===== SUPPLIED RECORDS
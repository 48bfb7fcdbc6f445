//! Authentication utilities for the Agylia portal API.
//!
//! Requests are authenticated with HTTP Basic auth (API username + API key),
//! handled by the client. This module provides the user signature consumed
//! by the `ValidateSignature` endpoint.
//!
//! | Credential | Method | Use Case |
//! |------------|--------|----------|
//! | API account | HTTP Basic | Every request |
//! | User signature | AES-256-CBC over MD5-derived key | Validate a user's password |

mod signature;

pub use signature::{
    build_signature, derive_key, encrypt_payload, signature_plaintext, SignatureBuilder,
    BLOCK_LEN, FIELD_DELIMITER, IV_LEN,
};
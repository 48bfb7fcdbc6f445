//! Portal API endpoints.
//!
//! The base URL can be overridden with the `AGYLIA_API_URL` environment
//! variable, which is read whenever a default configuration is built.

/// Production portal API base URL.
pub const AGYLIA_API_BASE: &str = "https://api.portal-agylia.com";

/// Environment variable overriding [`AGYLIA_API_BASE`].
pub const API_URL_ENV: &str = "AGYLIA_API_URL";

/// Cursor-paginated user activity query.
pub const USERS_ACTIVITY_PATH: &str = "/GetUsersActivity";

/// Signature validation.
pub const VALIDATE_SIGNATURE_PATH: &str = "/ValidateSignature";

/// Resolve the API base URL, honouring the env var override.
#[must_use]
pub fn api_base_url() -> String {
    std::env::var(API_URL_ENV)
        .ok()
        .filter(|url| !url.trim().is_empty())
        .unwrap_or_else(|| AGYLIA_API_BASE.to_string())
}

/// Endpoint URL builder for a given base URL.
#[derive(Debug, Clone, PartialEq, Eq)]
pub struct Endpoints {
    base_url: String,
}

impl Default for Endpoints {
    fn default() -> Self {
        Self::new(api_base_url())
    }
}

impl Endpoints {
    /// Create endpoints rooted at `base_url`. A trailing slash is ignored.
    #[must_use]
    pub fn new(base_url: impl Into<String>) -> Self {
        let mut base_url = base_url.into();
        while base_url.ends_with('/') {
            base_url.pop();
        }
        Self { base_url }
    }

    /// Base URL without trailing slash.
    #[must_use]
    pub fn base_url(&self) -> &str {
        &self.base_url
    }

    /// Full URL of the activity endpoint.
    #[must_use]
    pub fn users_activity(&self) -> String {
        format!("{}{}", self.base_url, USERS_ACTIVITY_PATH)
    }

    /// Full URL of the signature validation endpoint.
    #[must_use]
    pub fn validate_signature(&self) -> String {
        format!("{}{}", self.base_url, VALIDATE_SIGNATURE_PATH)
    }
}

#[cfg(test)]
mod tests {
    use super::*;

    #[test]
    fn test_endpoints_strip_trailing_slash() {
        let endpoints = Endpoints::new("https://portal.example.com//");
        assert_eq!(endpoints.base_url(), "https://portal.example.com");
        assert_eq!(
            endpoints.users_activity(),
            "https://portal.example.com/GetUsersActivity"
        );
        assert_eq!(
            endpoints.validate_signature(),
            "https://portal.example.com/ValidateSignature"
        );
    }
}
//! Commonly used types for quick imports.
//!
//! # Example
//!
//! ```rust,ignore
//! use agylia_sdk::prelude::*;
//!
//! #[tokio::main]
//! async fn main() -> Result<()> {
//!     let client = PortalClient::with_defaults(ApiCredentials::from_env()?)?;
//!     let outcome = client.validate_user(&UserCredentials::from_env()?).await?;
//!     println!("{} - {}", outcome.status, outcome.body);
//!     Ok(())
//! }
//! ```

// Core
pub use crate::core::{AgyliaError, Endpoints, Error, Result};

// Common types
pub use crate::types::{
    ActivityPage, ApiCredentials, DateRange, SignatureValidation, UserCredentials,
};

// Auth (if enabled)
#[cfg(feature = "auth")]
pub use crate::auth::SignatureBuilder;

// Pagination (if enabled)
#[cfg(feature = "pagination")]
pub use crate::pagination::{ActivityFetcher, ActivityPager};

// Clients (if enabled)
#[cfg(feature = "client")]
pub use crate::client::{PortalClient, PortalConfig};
==========
**WHAT THE TASK ASKS**
Could you show every line of the material that includes the string "enabled"?

**EXERCISE SOLUTION**
// Auth (if enabled)
// Pagination (if enabled)
// Clients (if enabled)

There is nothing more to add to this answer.